Regulation of 5-Methyltetrahydrofolate:Homocysteine Methyltransferase Activity by Methionine, Vitamin B12, and Folate in Cultured

Daphne Kamely *, John W Littlefield , Richard W Erbe
PMCID: PMC427061  PMID: 4517673

Abstract

Rapid growth of BHK cells in methioninedeficient medium required supplementation with homocysteine, B12, and over 40-fold greater levels of folic acid than growth in methionine-supplemented medium. The activity of the B12-dependent 5-methyltetrahydrofolate: homocysteine methyltransferase was studied in extracts of BHK cells grown in media containing various concentrations of the compounds of the enzyme reaction. The methyltransferase activity increased over 4-fold when B12-deficient deficient medium was supplemented with optimal levels of B12; this increase was not prevented by puromycin. Addition of homocysteine to growth medium containing methionine, B12, and folic acid was without effect.

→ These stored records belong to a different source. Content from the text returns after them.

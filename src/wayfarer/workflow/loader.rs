// SPDX-License-Identifier: MIT

//! Workflow loader - YAML file loading and parsing

use super::graph::types::GraphDefinition;
use crate::wdk::error::Result;
use std::fs;
use std::path::Path;

/// The travel planner graph shipped with the crate
pub const TRAVEL_PLANNER_YAML: &str = include_str!("../../../workflows/travel_planner.yaml");

/// Loads graph definitions from YAML files
pub struct WorkflowLoader;

impl WorkflowLoader {
    pub fn new() -> Self {
        Self
    }

    /// Load a graph definition from a YAML file
    pub fn load_graph<P: AsRef<Path>>(&self, path: P) -> Result<GraphDefinition> {
        let path = path.as_ref();
        log::info!("Loading graph definition from {}", path.display());
        let content = fs::read_to_string(path)?;
        Self::parse_yaml(&content)
    }

    /// Parse a graph definition from a YAML string
    pub fn parse_yaml(content: &str) -> Result<GraphDefinition> {
        let def: GraphDefinition = serde_yaml::from_str(content)?;
        Ok(def)
    }

    /// The bundled travel planner definition
    pub fn travel_planner() -> Result<GraphDefinition> {
        Self::parse_yaml(TRAVEL_PLANNER_YAML)
    }
}

impl Default for WorkflowLoader {
    fn default() -> Self {
        Self::new()
    }
}
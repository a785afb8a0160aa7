// SPDX-License-Identifier: MIT

//! Workflow state: schema, control block and runtime store

pub mod control;
pub mod schema;
pub mod store;

pub use control::{ControlBlock, ControlPatch, HumanDecision, ParseDecisionError, OPTIMIZATION_COUNTER};
pub use schema::{FieldType, ReducerType, StateFieldDef, StateSchema, ERRORS_FIELD};
pub use store::{StateUpdate, WorkflowState};
// SPDX-License-Identifier: MIT

//! Expiring cache for lookup results
//!
//! Entries are keyed by lookup kind plus canonical parameters. A read only
//! counts as a hit while the entry is unexpired; expired rows stay until
//! `purge_expired` removes them.

use super::pool::DatabasePool;
use super::sqlite::format_ts;
use crate::wdk::error::{Result, WayfarerError};
use async_trait::async_trait;
use chrono::{DateTime, Duration, Utc};
use serde::Serialize;
use serde_json::Value;
use std::collections::HashMap;
use tokio::sync::Mutex;

/// Cache size and usage counters
#[derive(Debug, Clone, Copy, PartialEq, Eq, Default, Serialize)]
pub struct CacheStats {
    pub total: u64,
    /// Hits summed over every stored entry
    pub hits: u64,
    pub active: u64,
    pub expired: u64,
}

/// Key for a lookup of `kind` with `params`.
///
/// Object keys serialize in sorted order, so equal parameters always give
/// the same key.
pub fn cache_key(kind: &str, params: &Value) -> String {
    format!("{}:{}", kind, params)
}

#[async_trait]
pub trait QueryCache: Send + Sync {
    /// Unexpired result for `key`, counting the hit
    async fn get(&self, key: &str) -> Result<Option<Value>>;

    /// Store or replace the result for `key`, resetting its hit count
    async fn put(
        &self,
        key: &str,
        kind: &str,
        params: &Value,
        result: &Value,
        ttl: Duration,
    ) -> Result<()>;

    /// Delete expired entries; returns how many went
    async fn purge_expired(&self) -> Result<u64>;

    async fn stats(&self) -> Result<CacheStats>;
}

struct Entry {
    result: Value,
    expires_at: DateTime<Utc>,
    hits: u64,
}

#[derive(Default)]
pub struct MemoryQueryCache {
    entries: Mutex<HashMap<String, Entry>>,
}

impl MemoryQueryCache {
    pub fn new() -> Self {
        Self::default()
    }
}

#[async_trait]
impl QueryCache for MemoryQueryCache {
    async fn get(&self, key: &str) -> Result<Option<Value>> {
        let mut entries = self.entries.lock().await;
        let now = Utc::now();
        Ok(entries
            .get_mut(key)
            .filter(|e| e.expires_at > now)
            .map(|e| {
                e.hits += 1;
                e.result.clone()
            }))
    }

    async fn put(
        &self,
        key: &str,
        _kind: &str,
        _params: &Value,
        result: &Value,
        ttl: Duration,
    ) -> Result<()> {
        self.entries.lock().await.insert(
            key.to_string(),
            Entry {
                result: result.clone(),
                expires_at: Utc::now() + ttl,
                hits: 0,
            },
        );
        Ok(())
    }

    async fn purge_expired(&self) -> Result<u64> {
        let mut entries = self.entries.lock().await;
        let before = entries.len();
        let now = Utc::now();
        entries.retain(|_, e| e.expires_at > now);
        Ok((before - entries.len()) as u64)
    }

    async fn stats(&self) -> Result<CacheStats> {
        let entries = self.entries.lock().await;
        let now = Utc::now();
        let active = entries.values().filter(|e| e.expires_at > now).count() as u64;
        let total = entries.len() as u64;
        Ok(CacheStats {
            total,
            hits: entries.values().map(|e| e.hits).sum(),
            active,
            expired: total - active,
        })
    }
}

/// Cache table in the checkpoint database
pub struct SqliteQueryCache {
    pool: DatabasePool,
}

impl SqliteQueryCache {
    pub fn new(pool: DatabasePool) -> Self {
        Self { pool }
    }
}

fn to_count(raw: i64) -> Result<u64> {
    u64::try_from(raw)
        .map_err(|_| WayfarerError::persistence(format!("negative count {} in database", raw)))
}

#[async_trait]
impl QueryCache for SqliteQueryCache {
    async fn get(&self, key: &str) -> Result<Option<Value>> {
        // Runs on the writer: the hit count moves in the same statement
        let row: Option<(String,)> = sqlx::query_as(
            "UPDATE query_cache SET hit_count = hit_count + 1
             WHERE cache_key = ? AND expires_at > ?
             RETURNING result_data",
        )
        .bind(key)
        .bind(format_ts(&Utc::now()))
        .fetch_optional(&self.pool.writer)
        .await?;

        match row {
            Some((raw,)) => Ok(Some(serde_json::from_str(&raw)?)),
            None => Ok(None),
        }
    }

    async fn put(
        &self,
        key: &str,
        kind: &str,
        params: &Value,
        result: &Value,
        ttl: Duration,
    ) -> Result<()> {
        let now = Utc::now();
        sqlx::query(
            "INSERT INTO query_cache
                (cache_key, query_type, query_params, result_data, created_at, expires_at, hit_count)
             VALUES (?, ?, ?, ?, ?, ?, 0)
             ON CONFLICT(cache_key) DO UPDATE SET
                query_type = excluded.query_type,
                query_params = excluded.query_params,
                result_data = excluded.result_data,
                created_at = excluded.created_at,
                expires_at = excluded.expires_at,
                hit_count = 0",
        )
        .bind(key)
        .bind(kind)
        .bind(serde_json::to_string(params)?)
        .bind(serde_json::to_string(result)?)
        .bind(format_ts(&now))
        .bind(format_ts(&(now + ttl)))
        .execute(&self.pool.writer)
        .await?;
        log::debug!("Cached {} lookup under {}", kind, key);
        Ok(())
    }

    async fn purge_expired(&self) -> Result<u64> {
        let done = sqlx::query("DELETE FROM query_cache WHERE expires_at <= ?")
            .bind(format_ts(&Utc::now()))
            .execute(&self.pool.writer)
            .await?;
        Ok(done.rows_affected())
    }

    async fn stats(&self) -> Result<CacheStats> {
        let (total, hits, active): (i64, i64, i64) = sqlx::query_as(
            "SELECT COUNT(*),
                    COALESCE(SUM(hit_count), 0),
                    COUNT(CASE WHEN expires_at > ? THEN 1 END)
             FROM query_cache",
        )
        .bind(format_ts(&Utc::now()))
        .fetch_one(&self.pool.reader)
        .await?;

        let (total, active) = (to_count(total)?, to_count(active)?);
        Ok(CacheStats {
            total,
            hits: to_count(hits)?,
            active,
            expired: total - active,
        })
    }
}
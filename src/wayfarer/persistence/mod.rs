// SPDX-License-Identifier: MIT

//! Checkpoint persistence: the store contract and its backends, plus the
//! lookup result cache sharing the same database

pub mod cache;
pub mod checkpoint;
pub mod memory;
pub mod pool;
pub mod schema;
pub mod sqlite;

pub use cache::{cache_key, CacheStats, MemoryQueryCache, QueryCache, SqliteQueryCache};
pub use checkpoint::{Checkpoint, CheckpointStore, LoadedCheckpoint, ResumableSession};
pub use memory::MemoryCheckpointStore;
pub use pool::DatabasePool;
pub use sqlite::SqliteCheckpointStore;
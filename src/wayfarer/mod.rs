// SPDX-License-Identifier: MIT

pub mod config;
pub mod persistence;
pub mod session;
pub mod tools;
pub mod travel;
pub mod workflow;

However, methyltransferase activity increased 2.5- to 4.0-fold further beyond the highest levels obtained in the presence of methionine, B12, and folic acid when homocysteine was substituted for methionine in the growth medium. This increase was blocked by puromycin and was not due to removal of feedback inhibition of activity by the product methionine. These results suggest that methyltransferase activity may be regulated in part by derepression of the enzyme's synthesis on substitution of the substrate homocysteine for the product methionine.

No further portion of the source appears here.